STORY TIME


ok this is like the only platform where i have space to tell an actual story about myself and i have a lottt to say so here goes:

i’ve been struggling with depression for a really long time but i recently started making happy songs out of those sad feelings and it’s changed my life for the better. i’m turning what could’ve been pity parties into dance parties one song at a time, it’s like the ultimate form of therapy for me. it’s so amazing to see what could’ve been suicide notes get transformed into song lyrics.

all the recent art i’ve made has made me realize all that pain and suffering wasn’t pointless and that there’s beautiful things i can make out of those bad memories. it’s so cliche but what i thought was a curse is actually a gift, maybe even a superpower? recently i’ve also made peace with all my demons, accepted them as part of my life. not sure if they’ll be with me for the rest of my life but they’re here now and i think i should just make the best of it, try to make some art with them.

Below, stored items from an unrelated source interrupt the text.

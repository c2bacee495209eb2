//! Striped per-key locking.
//!
//! Keys hash onto a fixed set of async mutexes. Two keys on the same stripe
//! serialize; a single stripe is equivalent to one global lock.

use std::collections::hash_map::DefaultHasher;
use std::hash::{Hash, Hasher};
use tokio::sync::{Mutex, MutexGuard};

/// Default number of lock stripes.
pub const DEFAULT_LOCK_STRIPES: usize = 64;

/// Fixed set of async mutexes indexed by key hash.
#[derive(Debug)]
pub struct StripedLock {
    stripes: Vec<Mutex<()>>,
}

impl StripedLock {
    /// Create a lock with `stripes` stripes; zero is treated as one.
    #[must_use]
    pub fn new(stripes: usize) -> Self {
        let stripes = (0..stripes.max(1)).map(|_| Mutex::new(())).collect();
        Self { stripes }
    }

    /// Number of stripes.
    #[must_use]
    pub fn stripes(&self) -> usize {
        self.stripes.len()
    }

    /// Stripe index for `key`.
    #[must_use]
    pub fn stripe_for<K: Hash + ?Sized>(&self, key: &K) -> usize {
        let mut hasher = DefaultHasher::new();
        key.hash(&mut hasher);
        // truncation is fine, only the low bits pick the stripe
        #[allow(clippy::cast_possible_truncation)]
        let hash = hasher.finish() as usize;
        hash % self.stripes.len()
    }

    /// Acquire the stripe guarding `key`.
    pub async fn lock<K: Hash + ?Sized>(&self, key: &K) -> MutexGuard<'_, ()> {
        self.stripes[self.stripe_for(key)].lock().await
    }
}

impl Default for StripedLock {
    fn default() -> Self {
        Self::new(DEFAULT_LOCK_STRIPES)
    }
}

i’ve always been into making images of myself vs taking images of myself so that’s why i’m using a 3D avatar. just feels like the most natural way to express myself. in a way i feel like the digital me is the realer, truer version of the “real” me. If you met me in person i probably wouldn’t have much to say, i’m super shy. but give me a macbook and a microphone and i’ll show you who i really am. i’ll tell you all about myself: my flaws, insecurities, dreams, fears, everything. i’ll sing about all the things i can’t say in words. no edits. plus i just wanna fly and be a mermaid and i can’t do that in real life.

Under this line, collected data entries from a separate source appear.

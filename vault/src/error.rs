//! Vault client cache error types using thiserror 2.0.
//!
//! Errors are classified along two axes: retryable (transient, the
//! reconciliation scheduler should back off and retry) and fatal (the
//! backend is in an unexpected state and the cycle must abort without
//! touching status).

use crate::events::Reason;
use crate::store::StoreError;
use rust_common::PlatformError;
use std::time::Duration;
use thiserror::Error;

/// Vault client cache errors.
#[derive(Error, Debug)]
pub enum VaultError {
    /// Client configuration is invalid (e.g. an empty derived cache key)
    #[error("Invalid client configuration: {0}")]
    Config(String),

    /// Vault server unavailable
    #[error("Vault unavailable: {0}")]
    Unavailable(String),

    /// Authentication failed
    #[error("Authentication failed: {0}")]
    AuthenticationFailed(String),

    /// The client has no usable session
    #[error("Client error: {0}")]
    Client(String),

    /// Secret not found
    #[error("Secret not found at path: {0}")]
    SecretNotFound(String),

    /// Permission denied
    #[error("Permission denied: {0}")]
    PermissionDenied(String),

    /// Rate limited
    #[error("Rate limited")]
    RateLimited,

    /// Lease or token renewal failed
    #[error("Lease renewal failed: {0}")]
    LeaseRenewalFailed(String),

    /// Vault returned a different lease after renewal
    #[error("Lease ID changed after renewal, expected={expected}, actual={actual}")]
    LeaseRenewalMismatch {
        /// Lease ID that was renewed
        expected: String,
        /// Lease ID Vault reported back
        actual: String,
    },

    /// Restoring a persisted client failed
    #[error("Client cache restoration failed: {0}")]
    RestorationFailed(String),

    /// Writing the persisted client cache failed
    #[error("Client cache persistence failed: {0}")]
    Persistence(String),

    /// Transit encryption or decryption failed
    #[error("Transit {operation} failed: {reason}")]
    Transit {
        /// `encrypt` or `decrypt`
        operation: &'static str,
        /// Underlying reason
        reason: String,
    },

    /// A requeue horizon could not be computed
    #[error("Invalid horizon: {0}")]
    InvalidHorizon(String),

    /// The request context was cancelled
    #[error("Request cancelled")]
    Cancelled,

    /// The request context deadline elapsed
    #[error("Deadline exceeded after {0:?}")]
    DeadlineExceeded(Duration),

    /// Object store error
    #[error(transparent)]
    Store(#[from] StoreError),

    /// Serialization error
    #[error("Serialization error: {0}")]
    Serialization(#[from] serde_json::Error),

    /// HTTP error
    #[error("HTTP error: {0}")]
    Http(#[from] reqwest::Error),

    /// Platform error
    #[error(transparent)]
    Platform(#[from] PlatformError),
}

/// Result type for Vault operations.
pub type VaultResult<T> = Result<T, VaultError>;

impl VaultError {
    /// Check if error is retryable.
    #[must_use]
    pub fn is_retryable(&self) -> bool {
        match self {
            Self::Unavailable(_)
            | Self::RateLimited
            | Self::Http(_)
            | Self::DeadlineExceeded(_) => true,
            Self::Store(e) => e.is_retryable(),
            Self::Platform(e) => e.is_retryable(),
            _ => false,
        }
    }

    /// Check if error signals an unrecoverable backend state.
    #[must_use]
    pub const fn is_fatal(&self) -> bool {
        matches!(self, Self::LeaseRenewalMismatch { .. })
    }

    /// Check if the request context finished before the operation did.
    #[must_use]
    pub const fn is_cancellation(&self) -> bool {
        matches!(self, Self::Cancelled | Self::DeadlineExceeded(_))
    }

    /// Event reason to record for this error.
    #[must_use]
    pub fn reason(&self) -> Reason {
        match self {
            Self::Config(_) | Self::Platform(_) => Reason::VaultClientConfigError,
            Self::LeaseRenewalFailed(_) => Reason::SecretLeaseRenewalError,
            Self::LeaseRenewalMismatch { .. } => Reason::Unrecoverable,
            Self::RestorationFailed(_) => Reason::CacheRestorationFailed,
            Self::Persistence(_) => Reason::VaultClientCacheCreation,
            Self::Transit {
                operation: "encrypt",
                ..
            } => Reason::TransitEncryptError,
            Self::Transit { .. } => Reason::TransitDecryptError,
            Self::InvalidHorizon(_) => Reason::InvalidHorizon,
            _ => Reason::VaultClientError,
        }
    }

    /// Create a configuration error.
    #[must_use]
    pub fn config(msg: impl Into<String>) -> Self {
        Self::Config(msg.into())
    }

    /// Create an unavailable error.
    #[must_use]
    pub fn unavailable(msg: impl Into<String>) -> Self {
        Self::Unavailable(msg.into())
    }

    /// Create an authentication failed error.
    #[must_use]
    pub fn auth_failed(msg: impl Into<String>) -> Self {
        Self::AuthenticationFailed(msg.into())
    }

    /// Create a client error.
    #[must_use]
    pub fn client(msg: impl Into<String>) -> Self {
        Self::Client(msg.into())
    }

    /// Create a secret not found error.
    #[must_use]
    pub fn not_found(path: impl Into<String>) -> Self {
        Self::SecretNotFound(path.into())
    }

    /// Create a restoration error.
    #[must_use]
    pub fn restoration(msg: impl Into<String>) -> Self {
        Self::RestorationFailed(msg.into())
    }

    /// Create a transit error.
    #[must_use]
    pub fn transit(operation: &'static str, reason: impl Into<String>) -> Self {
        Self::Transit {
            operation,
            reason: reason.into(),
        }
    }
}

i also pitch my voice up to sing like a girl because i can’t do that in real life either.

i initially called this project Hablo Picasso because i wanted a rhymey, famous, expensive sounding name. but now i feel like has a deeper meaning. whoever says the name is saying “i speak famous artist/super expensive art” and i love that message. it’s like saying “i’m valuable”, it’s like you’re speaking a higher self-worth into existence.